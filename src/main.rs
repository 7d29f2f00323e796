use std::io::Read;
use std::net::SocketAddr;
use std::path::{Path, PathBuf};
use std::sync::Arc;

use clap::{CommandFactory, Parser, Subcommand};
use miette::{Context, IntoDiagnostic, Result};
use tracing_subscriber::EnvFilter;

use gilfoyle_core::{GilfoyleConfig, GilfoyleError, OutputFormat, ReviewRunKey};
use gilfoyle_review::coordinator::{Admission, RunCoordinator};
use gilfoyle_review::gitlab::{DryRunGitLab, GitLabClient, HeldWrite};
use gilfoyle_review::llm::LlmReasoner;
use gilfoyle_review::pipeline::{ReviewOrchestrator, RunOutcome};
use gilfoyle_review::ports::GitLabApi;
use gilfoyle_review::teamwork::TeamworkClient;
use gilfoyle_webhook::AppState;

const DEFAULT_CONFIG_PATH: &str = "gilfoyle.toml";

#[derive(Parser)]
#[command(
    name = "gilfoyle",
    version,
    about = "GitLab merge request reviewer",
    long_about = "Gilfoyle reviews GitLab merge requests when it is mentioned in a comment\n\
                  or added as a reviewer, and posts a summary plus inline comments.\n\n\
                  Examples:\n  \
                    gilfoyle init                            Create a gilfoyle.toml config file\n  \
                    gilfoyle serve --port 8000               Listen for GitLab webhooks\n  \
                    gilfoyle review --project 3 --mr 7       Review one merge request now\n  \
                    git diff | gilfoyle diff                 Show diff lines with their numbers"
)]
struct Cli {
    #[command(subcommand)]
    command: Option<Command>,

    /// Path to configuration file (default: gilfoyle.toml)
    #[arg(long, global = true)]
    config: Option<PathBuf>,
}

#[derive(Subcommand)]
enum Command {
    /// Run the webhook service
    #[command(long_about = "Run the webhook service.\n\n\
        Accepts GitLab note and merge request events on POST /webhook/gitlab,\n\
        authenticated with the X-Gitlab-Token header.\n\n\
        Examples:\n  gilfoyle serve\n  gilfoyle serve --host 127.0.0.1 --port 9000")]
    Serve {
        /// Listen address (default: server.host from config)
        #[arg(long)]
        host: Option<String>,
        /// Listen port (default: server.port from config)
        #[arg(long)]
        port: Option<u16>,
    },
    /// Review one merge request immediately
    #[command(long_about = "Review one merge request immediately.\n\n\
        Runs the same pipeline as a webhook trigger. With --dry-run nothing is\n\
        posted; the summary and inline comments are printed instead.\n\n\
        Examples:\n  gilfoyle review --project 3 --mr 7\n  gilfoyle review --project 3 --mr 7 --dry-run")]
    Review {
        /// GitLab project id
        #[arg(long)]
        project: u64,
        /// Merge request iid
        #[arg(long)]
        mr: u64,
        /// Print the comments instead of posting them
        #[arg(long)]
        dry_run: bool,
    },
    /// Parse a unified diff and print its lines with old/new numbers
    #[command(long_about = "Parse a unified diff and print its lines with old/new numbers.\n\n\
        Reads from stdin or a file. Useful to check which lines an inline\n\
        comment can be attached to.\n\n\
        Examples:\n  git diff | gilfoyle diff\n  gilfoyle diff --file changes.patch --format json")]
    Diff {
        /// Read diff from file instead of stdin
        #[arg(long)]
        file: Option<PathBuf>,
        /// Output format: text or json
        #[arg(long, default_value = "text")]
        format: OutputFormat,
    },
    /// Create a default gilfoyle.toml configuration file
    #[command(long_about = "Create a default gilfoyle.toml configuration file.\n\n\
        Generates a commented template with all available options.\n\
        Fails if gilfoyle.toml already exists.")]
    Init,
    /// Generate shell completion scripts
    #[command(hide = true)]
    Completions {
        /// Shell to generate completions for
        #[arg(value_enum)]
        shell: clap_complete::Shell,
    },
}

const DEFAULT_CONFIG: &str = r#"# Gilfoyle configuration
# Secrets can be left out and supplied through GITLAB_TOKEN,
# GITLAB_WEBHOOK_SECRET, TEAMWORK_API_KEY and LLM_API_KEY.

[server]
host = "0.0.0.0"
port = 8000
log_level = "info"

[gitlab]
url = "https://gitlab.com"
bot_username = "gilfoyle"
# token = "glpat-..."
# webhook_secret = "..."

[teamwork]
# url = "https://yourcompany.teamwork.com"
# api_key = "..."

[llm]
provider = "anthropic"
model = "claude-sonnet-4-20250514"
max_tokens = 4096
temperature = 0.3
max_tool_rounds = 8
# base_url = "https://api.anthropic.com"

[review]
run_timeout_secs = 300
retention_secs = 3600
max_concurrent_reviews = 5
max_diff_lines = 1000

[review.retry]
max_attempts = 3
base_delay_ms = 2000
multiplier = 2
max_delay_ms = 10000
"#;

fn print_welcome() {
    let version = env!("CARGO_PKG_VERSION");
    println!("gilfoyle v{version}: merge request reviews on mention\n");
    println!("Commands:");
    println!("  serve     Run the webhook service");
    println!("  review    Review one merge request now");
    println!("  diff      Show diff lines with their old/new numbers");
    println!("  init      Create default configuration\n");
    println!("Run 'gilfoyle <command> --help' for details.");
}

fn load_config(path: Option<&Path>) -> Result<GilfoyleConfig> {
    let config = match path {
        Some(path) => GilfoyleConfig::from_file(path)
            .wrap_err(format!("loading {}", path.display()))?,
        None => {
            let default_path = Path::new(DEFAULT_CONFIG_PATH);
            if default_path.exists() {
                GilfoyleConfig::from_file(default_path)?
            } else {
                GilfoyleConfig::default()
            }
        }
    };
    Ok(config.with_env_overrides())
}

fn init_tracing(config: &GilfoyleConfig) {
    let filter = EnvFilter::try_from_default_env()
        .unwrap_or_else(|_| EnvFilter::new(&config.server.log_level));
    tracing_subscriber::fmt()
        .with_env_filter(filter)
        .with_writer(std::io::stderr)
        .init();
}

fn read_diff_input(file: &Option<PathBuf>) -> Result<String> {
    match file {
        Some(path) => std::fs::read_to_string(path)
            .into_diagnostic()
            .wrap_err(format!("reading {}", path.display())),
        None => {
            let mut input = String::new();
            std::io::stdin()
                .read_to_string(&mut input)
                .into_diagnostic()
                .wrap_err("reading stdin")?;
            Ok(input)
        }
    }
}

fn gitlab_client(config: &GilfoyleConfig) -> Result<GitLabClient, GilfoyleError> {
    GitLabClient::new(
        &config.gitlab.url,
        config.gitlab.token.as_deref().unwrap_or_default(),
    )
}

fn build_orchestrator(
    config: &GilfoyleConfig,
    gitlab: Arc<dyn GitLabApi>,
) -> Result<ReviewOrchestrator, GilfoyleError> {
    let coordinator = Arc::new(RunCoordinator::new(config.review.retention()));
    let reasoner = Arc::new(LlmReasoner::new(&config.llm)?);
    let mut orchestrator = ReviewOrchestrator::new(gitlab, reasoner, coordinator, &config.review);
    if config.teamwork.is_configured() {
        let tracker = TeamworkClient::new(
            &config.teamwork.url,
            config.teamwork.api_key.as_deref().unwrap_or_default(),
        )?;
        orchestrator = orchestrator.with_task_tracker(Arc::new(tracker));
    } else {
        tracing::info!("teamwork not configured; task context disabled");
    }
    Ok(orchestrator)
}

async fn resolve_addr(host: &str, port: u16) -> Result<SocketAddr> {
    tokio::net::lookup_host((host, port))
        .await
        .into_diagnostic()
        .wrap_err(format!("resolving {host}:{port}"))?
        .next()
        .ok_or_else(|| miette::miette!("{host}:{port} did not resolve to an address"))
}

async fn run_serve(config: &GilfoyleConfig, host: Option<String>, port: Option<u16>) -> Result<()> {
    config.validate_for_serve()?;
    let gitlab = Arc::new(gitlab_client(config)?);
    let orchestrator = Arc::new(build_orchestrator(config, gitlab)?);
    let state = AppState::new(
        orchestrator,
        config.gitlab.webhook_secret.as_deref().unwrap_or_default(),
        &config.gitlab.bot_username,
    );

    let host = host.unwrap_or_else(|| config.server.host.clone());
    let addr = resolve_addr(&host, port.unwrap_or(config.server.port)).await?;
    gilfoyle_webhook::serve(state, addr).await?;
    Ok(())
}

async fn run_review(config: &GilfoyleConfig, project: u64, mr: u64, dry_run: bool) -> Result<()> {
    config.validate_for_review()?;
    let client = gitlab_client(config)?;
    let mut dry = None;
    let gitlab: Arc<dyn GitLabApi> = if dry_run {
        let held = Arc::new(DryRunGitLab::new(client));
        dry = Some(Arc::clone(&held));
        held
    } else {
        Arc::new(client)
    };
    let orchestrator = build_orchestrator(config, gitlab)?;

    let head_sha = orchestrator.head_sha(project, mr).await?;
    let key = ReviewRunKey::new(project, mr, head_sha);
    if let Admission::Rejected(reason) = orchestrator.coordinator().admit(&key) {
        miette::bail!("review {key} not started: {reason}");
    }
    eprintln!("Reviewing {key} ...");

    let outcome = orchestrator.run(&key).await;

    if let Some(dry) = &dry {
        for write in dry.take_writes() {
            match write {
                HeldWrite::Summary { body } => println!("=== summary ===\n{body}\n"),
                HeldWrite::Inline { body, position } => println!(
                    "=== {}:{} ({} side) ===\n{body}\n",
                    position.file_path, position.line, position.side
                ),
            }
        }
    }

    match outcome {
        RunOutcome::Completed(report) => {
            eprintln!(
                "Verdict: {}. {} inline comments posted, {} failed, {} moved to the summary.",
                report.verdict.assessment.label(),
                report.inline_posted,
                report.inline_failed,
                report.downgraded,
            );
            for warning in &report.warnings {
                eprintln!("warning: {warning}");
            }
            Ok(())
        }
        RunOutcome::Failed(failure) => {
            miette::bail!("review failed ({}): {}", failure.reason, failure.message)
        }
    }
}

fn run_diff(file: &Option<PathBuf>, format: OutputFormat) -> Result<()> {
    let input = read_diff_input(file)?;
    let files = gilfoyle_difflens::parse_unified_diff(&input)?;

    match format {
        OutputFormat::Json => {
            println!("{}", serde_json::to_string_pretty(&files).into_diagnostic()?);
        }
        OutputFormat::Text => {
            for file in &files {
                println!("{file}");
                for hunk in &file.hunks {
                    println!(
                        "@@ -{},{} +{},{} @@",
                        hunk.old_start, hunk.old_lines, hunk.new_start, hunk.new_lines
                    );
                    for line in &hunk.lines {
                        println!("{line}");
                    }
                }
            }
        }
    }
    Ok(())
}

#[tokio::main]
async fn main() -> Result<()> {
    miette::set_hook(Box::new(|_| {
        Box::new(
            miette::MietteHandlerOpts::new()
                .terminal_links(true)
                .build(),
        )
    }))
    .into_diagnostic()?;
    human_panic::setup_panic!();

    let cli = Cli::parse();

    match cli.command {
        None => print_welcome(),
        Some(Command::Serve { host, port }) => {
            let config = load_config(cli.config.as_deref())?;
            init_tracing(&config);
            run_serve(&config, host, port).await?;
        }
        Some(Command::Review {
            project,
            mr,
            dry_run,
        }) => {
            let config = load_config(cli.config.as_deref())?;
            init_tracing(&config);
            run_review(&config, project, mr, dry_run).await?;
        }
        Some(Command::Diff { ref file, format }) => {
            run_diff(file, format)?;
        }
        Some(Command::Init) => {
            let path = Path::new(DEFAULT_CONFIG_PATH);
            if path.exists() {
                miette::bail!("{DEFAULT_CONFIG_PATH} already exists");
            }
            std::fs::write(path, DEFAULT_CONFIG).into_diagnostic()?;
            println!("Created {DEFAULT_CONFIG_PATH} with default configuration");
        }
        Some(Command::Completions { shell }) => {
            let mut cmd = Cli::command();
            clap_complete::generate(shell, &mut cmd, "gilfoyle", &mut std::io::stdout());
        }
    }

    Ok(())
}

··········

Everything from the first line of the entries above through the line with "in a comment\n\" is to be reproduced exactly, and nothing else.

*Written solution*
filename src/main.rs
repository 7d29f2f00323e796
use std::io::Read;
use std::net::SocketAddr;
use std::path::{Path, PathBuf};
use std::sync::Arc;

use clap::{CommandFactory, Parser, Subcommand};
use miette::{Context, IntoDiagnostic, Result};
use tracing_subscriber::EnvFilter;

use gilfoyle_core::{GilfoyleConfig, GilfoyleError, OutputFormat, ReviewRunKey};
use gilfoyle_review::coordinator::{Admission, RunCoordinator};
use gilfoyle_review::gitlab::{DryRunGitLab, GitLabClient, HeldWrite};
use gilfoyle_review::llm::LlmReasoner;
use gilfoyle_review::pipeline::{ReviewOrchestrator, RunOutcome};
use gilfoyle_review::ports::GitLabApi;
use gilfoyle_review::teamwork::TeamworkClient;
use gilfoyle_webhook::AppState;

const DEFAULT_CONFIG_PATH: &str = "gilfoyle.toml";

#[derive(Parser)]
#[command(
    name = "gilfoyle",
    version,
    about = "GitLab merge request reviewer",
    long_about = "Gilfoyle reviews GitLab merge requests when it is mentioned in a comment\n\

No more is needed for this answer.